Dulce sorbo
Sopa, de sorber. Ahí el origen, del antiguo alemán, invento de países fríos y además pobres en primeras materias. Había que calentar el cuerpo, y qué mejor que sorbiendo agua caliente. Luego los refinamientos, ya se sabe del ánimo del personal para no acomodarse, para sofisticar los mayores inventos. Se añadieron trozos de pan que una vez cubiertos con el líquido, además de calentar parecía que calmaban los apetitos. Entonces la sopa se confundió con la parte sólida del conjunto, y el sorber quedó reservado a las gentes de poca educación o posibles.En España el recorrido de la palabra debió ser el mismo, pero la explicación de la misma se retorció hasta llevarla a nuestro terreno, nada de lenguas germánicas u orígenes indoeuropeos, del latín ossa, o de sopore, que según los gramáticos del siglo XV es el rocío que cae del cerebro a los sentidos y empapándose en ellos los adormece. Poético, pero el adormecimiento más debe provenir del calorcillo que emana del líquido que no de los fluidos que desprende el cerebro. Parece como si desde Aristóteles no hubiese pasado ni un mes.
Persistía la duda del origen, pero no la había en cuanto a la bondad del producto. Las sopas se han consumido a lo largo de la historia, y quizá sean uno de los alimentos más antiguos. Los griegos, los espartanos con su famosa sopa negra, los romanos y sucesores, todos han cultivado la sopa como fuente benéfica. A partir de este reconocimiento universal, debe comprenderse que existan infinitas variedades o posibilidades. En el fondo, todas. Cualquier alimento es susceptible de cocerse, arrancándole con este método sus más íntimos sabores y sustancias. Añadirle a este producto un vehículo sólido que lo acompañe es sólo cuestión de necesidad, de que sea indigerible o inmasticable el resto de la cocción, o simplemente que resulte insípido al haber desaparecido sus virtudes disueltas en el agua. El pan como elemento casi general a todas las culturas gastronómicas tenía todos los números asignados para cumplir ese cometido y así aconteció. Las sopas clásicas lo llevan todas, las de ajos, o cebollas, verduras y carnes, y las de pescado, de las ricas a las pobres, de las que se hacen con la morralla o los restos hasta aquellas en las que la langosta pone su pica en lo alto. El tiempo las sofistica, las hace tostadas, recubiertas con mezclas que las perfuman, que les anulan el carácter de subsistencia que llevan en su entraña, pero el fondo es inmutable.
La elevación del nivel se produce no por el sólido sino por el líquido. Las sopas se importan, se hacen exóticas, los caldos son de aletas de tiburón, o de tortuga, o de nidos de golondrina en un más difícil todavía.

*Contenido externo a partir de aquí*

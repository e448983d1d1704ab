//! Unified error handling with Sentry integration.
//!
//! Provides a unified `AppError` type that captures errors to Sentry before
//! responding to the client. All route handlers except checkout return
//! `Result<T, AppError>`; checkout always answers with its own result shape.

use axum::{
    Json,
    http::StatusCode,
    response::{IntoResponse, Response},
};
use serde_json::json;
use thiserror::Error;

use crate::db::RepositoryError;

/// Application-level error type for the storefront.
#[derive(Debug, Error)]
pub enum AppError {
    /// Data store operation failed.
    #[error("Database error: {0}")]
    Database(#[from] RepositoryError),

    /// Resource not found.
    #[error("Not found: {0}")]
    NotFound(String),

    /// Caller has no identity.
    #[error("Unauthorized: {0}")]
    Unauthorized(String),

    /// Caller's identity lacks the required group.
    #[error("Forbidden: {0}")]
    Forbidden(String),

    /// Bad request from client.
    #[error("Bad request: {0}")]
    BadRequest(String),

    /// Internal server error.
    #[error("Internal error: {0}")]
    Internal(String),
}

impl AppError {
    /// Map a repository miss to a 404 naming the entity, keep everything else.
    pub fn not_found_as(what: &str) -> impl FnOnce(RepositoryError) -> Self + '_ {
        move |err| match err {
            RepositoryError::NotFound => Self::NotFound(what.to_owned()),
            other => Self::Database(other),
        }
    }
}

impl IntoResponse for AppError {
    fn into_response(self) -> Response {
        // Capture server errors to Sentry
        if matches!(self, Self::Database(_) | Self::Internal(_)) {
            let event_id = sentry::capture_error(&self);
            tracing::error!(
                error = %self,
                sentry_event_id = %event_id,
                "Request error"
            );
        }

        let status = match &self {
            Self::Database(RepositoryError::Conflict(_)) => StatusCode::CONFLICT,
            Self::Database(_) | Self::Internal(_) => StatusCode::INTERNAL_SERVER_ERROR,
            Self::NotFound(_) => StatusCode::NOT_FOUND,
            Self::Unauthorized(_) => StatusCode::UNAUTHORIZED,
            Self::Forbidden(_) => StatusCode::FORBIDDEN,
            Self::BadRequest(_) => StatusCode::BAD_REQUEST,
        };

        // Don't expose internal error details to clients
        let message = match &self {
            Self::Database(RepositoryError::Conflict(_)) => "Conflict".to_string(),
            Self::Database(_) | Self::Internal(_) => "Internal server error".to_string(),
            _ => self.to_string(),
        };

        (status, Json(json!({ "error": message }))).into_response()
    }
}

/// Result type alias for `AppError`.
pub type Result<T> = std::result::Result<T, AppError>;

/// Set the Sentry user context from the caller's identity.
pub fn set_sentry_user(email: &str) {
    sentry::configure_scope(|scope| {
        scope.set_user(Some(sentry::User {
            email: Some(email.to_owned()),
            ..Default::default()
        }));
    });
}

#[cfg(test)]
mod tests {
    use super::*;

    fn get_status(err: AppError) -> StatusCode {
        err.into_response().status()
    }

    #[test]
    fn test_app_error_display() {
        let err = AppError::NotFound("product-123".to_string());
        assert_eq!(err.to_string(), "Not found: product-123");

        let err = AppError::Forbidden("admin only".to_string());
        assert_eq!(err.to_string(), "Forbidden: admin only");
    }

    #[test]
    fn test_app_error_status_codes() {
        assert_eq!(
            get_status(AppError::NotFound("test".to_string())),
            StatusCode::NOT_FOUND
        );
        assert_eq!(
            get_status(AppError::Unauthorized("test".to_string())),
            StatusCode::UNAUTHORIZED
        );
        assert_eq!(
            get_status(AppError::Forbidden("test".to_string())),
            StatusCode::FORBIDDEN
        );
        assert_eq!(
            get_status(AppError::BadRequest("test".to_string())),
            StatusCode::BAD_REQUEST
        );
        assert_eq!(
            get_status(AppError::Internal("test".to_string())),
            StatusCode::INTERNAL_SERVER_ERROR
        );
        assert_eq!(
            get_status(AppError::Database(RepositoryError::Conflict("dup".to_string()))),
            StatusCode::CONFLICT
        );
    }

    #[test]
    fn test_not_found_as_maps_only_missing() {
        let err = AppError::not_found_as("order")(RepositoryError::NotFound);
        assert!(matches!(err, AppError::NotFound(ref what) if what == "order"));

        let err = AppError::not_found_as("order")(RepositoryError::DataCorruption("x".into()));
        assert!(matches!(err, AppError::Database(_)));
    }
}
//! Store tests against a migrated `PostgreSQL` database.
//!
//! Run with: cargo test -p filament-shop-integration-tests -- --ignored

#![allow(clippy::unwrap_used, clippy::indexing_slicing)]

use filament_shop_core::{
    Email, FilamentType, Money, NewOrder, OrderStatus, ProductInput, Role, ShippingAddress,
};
use filament_shop_integration_tests::{database_url, unique_email};
use filament_shop_storefront::db::{
    self, CatalogStore, OrderStore, PgStore, ProfileStore, RepositoryError,
};

async fn store() -> PgStore {
    let url = database_url().expect("STOREFRONT_DATABASE_URL or DATABASE_URL must be set");
    PgStore::new(db::create_pool(&url).await.expect("Failed to connect"))
}

fn input(name: &str, stock: u32) -> ProductInput {
    ProductInput {
        name: name.to_owned(),
        filament_type: FilamentType::Asa,
        color: "Grey".to_owned(),
        hex: "#808080".to_owned(),
        price: Money::from_cents(2750),
        weight: "1kg".to_owned(),
        description: String::new(),
        image: String::new(),
        available: true,
        brand: Some("Polymaker".to_owned()),
        stock,
    }
}

#[tokio::test]
#[ignore = "Requires migrated PostgreSQL database"]
async fn test_compare_and_set_stock_is_conditional() {
    let store = store().await;
    let product = store.create_product(input("CAS ASA", 4)).await.unwrap();

    assert!(!store.compare_and_set_stock(&product.id, 3, 0).await.unwrap());
    assert!(store.compare_and_set_stock(&product.id, 4, 1).await.unwrap());

    let reloaded = store.get_product(&product.id).await.unwrap().unwrap();
    assert_eq!(reloaded.stock, 1);
    assert_eq!(reloaded.price, Money::from_cents(2750));
    assert_eq!(reloaded.brand.as_deref(), Some("Polymaker"));

    assert!(store.delete_product(&product.id).await.unwrap());
    assert!(!store.delete_product(&product.id).await.unwrap());
}

#[tokio::test]
#[ignore = "Requires migrated PostgreSQL database"]
async fn test_order_round_trip_and_status_update() {
    let store = store().await;
    let email = Email::parse(&unique_email("orders")).unwrap();

    let order = store
        .create_order(NewOrder {
            order_number: "ORD-INTEGRATION".to_owned(),
            customer_name: "Arta".to_owned(),
            customer_email: email.clone(),
            total: Money::from_cents(5500),
            date: chrono::Utc::now(),
            status: OrderStatus::Created,
            items: Vec::new(),
            address: ShippingAddress::FreeText("Prishtinë".to_owned()),
        })
        .await
        .unwrap();

    let updated = store
        .update_order_status(&order.id, OrderStatus::Shipping)
        .await
        .unwrap();
    assert_eq!(updated.status, OrderStatus::Shipping);

    let page = store.list_orders(Some(&email), 0, 15).await.unwrap();
    assert_eq!(page.orders.len(), 1);
    assert_eq!(page.orders[0].id, order.id);
    assert_eq!(page.orders[0].total, Money::from_cents(5500));
    assert_eq!(page.next_offset, None);
}

#[tokio::test]
#[ignore = "Requires migrated PostgreSQL database"]
async fn test_duplicate_profile_email_conflicts() {
    let store = store().await;
    let email = Email::parse(&unique_email("profile")).unwrap();

    store.create_profile("Arta", &email, Role::User).await.unwrap();
    let err = store
        .create_profile("Arta", &email, Role::User)
        .await
        .unwrap_err();
    assert!(matches!(err, RepositoryError::Conflict(_)));
}
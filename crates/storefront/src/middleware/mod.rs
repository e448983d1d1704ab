//! HTTP middleware and extractors for the storefront.
//!
//! # Middleware Order (outermost first)
//!
//! 1. Sentry layers (hub per request, HTTP context)
//! 2. Set request ID (keep upstream `x-request-id` or generate a UUID)
//! 3. `TraceLayer` (request span with `request_id` field)
//! 4. Record request ID (span field and Sentry tag)
//! 5. Propagate request ID (echo on response)
//!
//! Identity is not middleware: handlers declare [`RequireAuth`],
//! [`RequireAdmin`] or [`OptionalAuth`] extractors.

pub mod auth;
pub mod request_id;

pub use auth::{Identity, OptionalAuth, RequireAdmin, RequireAuth};
pub use request_id::{
    REQUEST_ID_HEADER, propagate_request_id_layer, record_request_id, set_request_id_layer,
};
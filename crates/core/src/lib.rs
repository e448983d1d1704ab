//! Filament Shop Core - Shared domain types and client-state rules.
//!
//! This crate is used by:
//! - `storefront` - The JSON API that owns the catalog, orders and profiles
//! - `cli` - Command-line tools for migrations and catalog management
//!
//! # Architecture
//!
//! The core crate contains only types and pure logic - no I/O, no database
//! access, no HTTP clients. Front ends can reuse the cart and address book
//! rules without pulling in the server stack.
//!
//! # Modules
//!
//! - [`types`] - Newtype wrappers for IDs, money, emails, and statuses
//! - [`catalog`] - Products and admin product input
//! - [`order`] - Orders, order lines, and checkout line-item normalization
//! - [`address`] - Addresses and the address book
//! - [`profile`] - User profiles
//! - [`cart`] - Cart state manager

#![cfg_attr(not(test), forbid(unsafe_code))]

pub mod address;
pub mod cart;
pub mod catalog;
pub mod order;
pub mod profile;
pub mod types;

pub use address::{Address, AddressBook, NewAddress, ShippingAddress};
pub use cart::{Cart, CartItem};
pub use catalog::{Product, ProductInput, ProductInputError};
pub use order::{LineItemError, NewOrder, Order, OrderLine, RequestedLine};
pub use profile::UserProfile;
pub use types::*;
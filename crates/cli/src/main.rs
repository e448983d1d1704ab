//! Filament Shop CLI - Database migrations and catalog tools.
//!
//! # Usage
//!
//! ```bash
//! # Run storefront database migrations
//! fs-cli migrate
//!
//! # Load products from a YAML file (skips names that already exist)
//! fs-cli seed crates/cli/seed/catalog.yaml
//!
//! # Set stock directly, or adjust it relative to the current count
//! fs-cli stock set <product-id> 25
//! fs-cli stock adjust <product-id> -- -3
//! ```
//!
//! # Environment Variables
//!
//! - `STOREFRONT_DATABASE_URL` - `PostgreSQL` connection string (falls back to `DATABASE_URL`)

#![cfg_attr(not(test), forbid(unsafe_code))]

use clap::{Parser, Subcommand};

mod commands;

use commands::CliError;

#[derive(Parser)]
#[command(name = "fs-cli")]
#[command(author, version, about = "Filament Shop CLI tools")]
struct Cli {
    #[command(subcommand)]
    command: Commands,
}

#[derive(Subcommand)]
enum Commands {
    /// Run storefront database migrations
    Migrate,
    /// Create catalog products from a YAML file
    Seed {
        /// Path to the YAML product list
        file: String,
    },
    /// Change a product's stock count
    Stock {
        #[command(subcommand)]
        action: StockAction,
    },
}

#[derive(Subcommand)]
enum StockAction {
    /// Overwrite the stock count
    Set {
        /// Product ID
        product_id: String,
        /// New stock count
        count: u32,
    },
    /// Add to (or, with a negative delta, take from) the current count
    Adjust {
        /// Product ID
        product_id: String,
        /// Signed change in units
        #[arg(allow_negative_numbers = true)]
        delta: i64,
    },
}

#[tokio::main]
async fn main() {
    // Initialize tracing
    tracing_subscriber::fmt::init();

    let cli = Cli::parse();

    if let Err(e) = run(cli).await {
        tracing::error!("Command failed: {e}");
        std::process::exit(1);
    }
}

async fn run(cli: Cli) -> Result<(), CliError> {
    match cli.command {
        Commands::Migrate => commands::migrate::storefront().await?,
        Commands::Seed { file } => commands::seed::products(&file).await?,
        Commands::Stock { action } => match action {
            StockAction::Set { product_id, count } => {
                commands::stock::set(&product_id, count).await?;
            }
            StockAction::Adjust { product_id, delta } => {
                commands::stock::adjust(&product_id, delta).await?;
            }
        },
    }
    Ok(())
}
#[tokio::test]
async fn test_admin_updates_order_status() {
    let app = TestApp::new(vec![product("p", "Galaxy Black", 500, 10)]);
    let (_, placed) = app
        .send(request(
            Method::POST,
            "/api/orders",
            None,
            Some(checkout_body("p", 1)),
        ))
        .await;
    let order_id = placed["orderId"].as_str().unwrap().to_owned();
    let uri = format!("/api/admin/orders/{order_id}/status");

    let (status, order) = app
        .send(request(
            Method::PUT,
            &uri,
            admin(),
            Some(json!({ "status": "Në dërgim" })),
        ))
        .await;
    assert_eq!(status, StatusCode::OK);
    assert_eq!(order["status"], "NE_DERGIM");

    let (status, order) = app
        .send(request(
            Method::PUT,
            &uri,
            admin(),
            Some(json!({ "status": "DOREZUAR" })),
        ))
        .await;
    assert_eq!(status, StatusCode::OK);
    assert_eq!(order["status"], "DOREZUAR");

    let (status, _) = app
        .send(request(
            Method::PUT,
            &uri,
            admin(),
            Some(json!({ "status": "LOST" })),
        ))
        .await;
    assert_eq!(status, StatusCode::BAD_REQUEST);

    let (status, _) = app
        .send(request(
            Method::PUT,
            "/api/admin/orders/missing/status",
            admin(),
            Some(json!({ "status": "ANULUAR" })),
        ))
        .await;
    assert_eq!(status, StatusCode::NOT_FOUND);
}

Y en el colmo de este proceso las sopas frías, la antítesis de su origen, las que refrescan en vez de calentar, las que se comen al final de la comida en vez de al principio. Aunque esta moda ha tenido sus antecedentes, los más pobres suelen comer la sopa al final, cuando se ha terminado la parte positiva de la comida. Para llenar los huecos, para que nadie quede con hambre. Es cuestión de añadir más agua y asunto solucionado.
Pero no estamos ahora en esa disyuntiva, la sopa como postre actual, se ha generalizado, las modernas técnicas de licuado han llevado a poder conseguir caldos de casi cualquier sustancia, en particular de las frutas, por lo que el líquido resultante puede perfectamente tomarse con cuchara, evitando el engorro de pelar y cortar, de mostrar unas habilidades en la mesa que con el tiempo se han ido perdiendo. En ningún restaurante se sirve la fruta al natural, y casi ningún comensal está en disposición de exhibir su arte cisoria ante los demás concurrentes.
Uno de los más conspicuos inventores y defensores de las sopas, Albert Adriá del restaurante el Bulli, realiza un extenso paseo por esta modalidad de postre, y sin pretender la exhaustividad, las clasifica según las texturas del vehículo. A saber, acuosas, líquidas, pulposas, gelatinosas, espumadas, emulsionadas o aireadas, espesas y cremosas. Y además todas ellas pueden presentarse frías, templadas o calientes. Y siguen siendo postre. Lo que las caracteriza el producto como decíamos antes, vehicular. Aquel que forma la base del plato y debe tomarse con cuchara. Los añadidos, los tropezones, están en la imaginación de cada cocinero, o de cada comensal, por lo que la variedad es infinita, y las posibilidades de creación personal están aseguradas.
Anís, coco y toffee, no parecen mala combinación para empezar a jugar.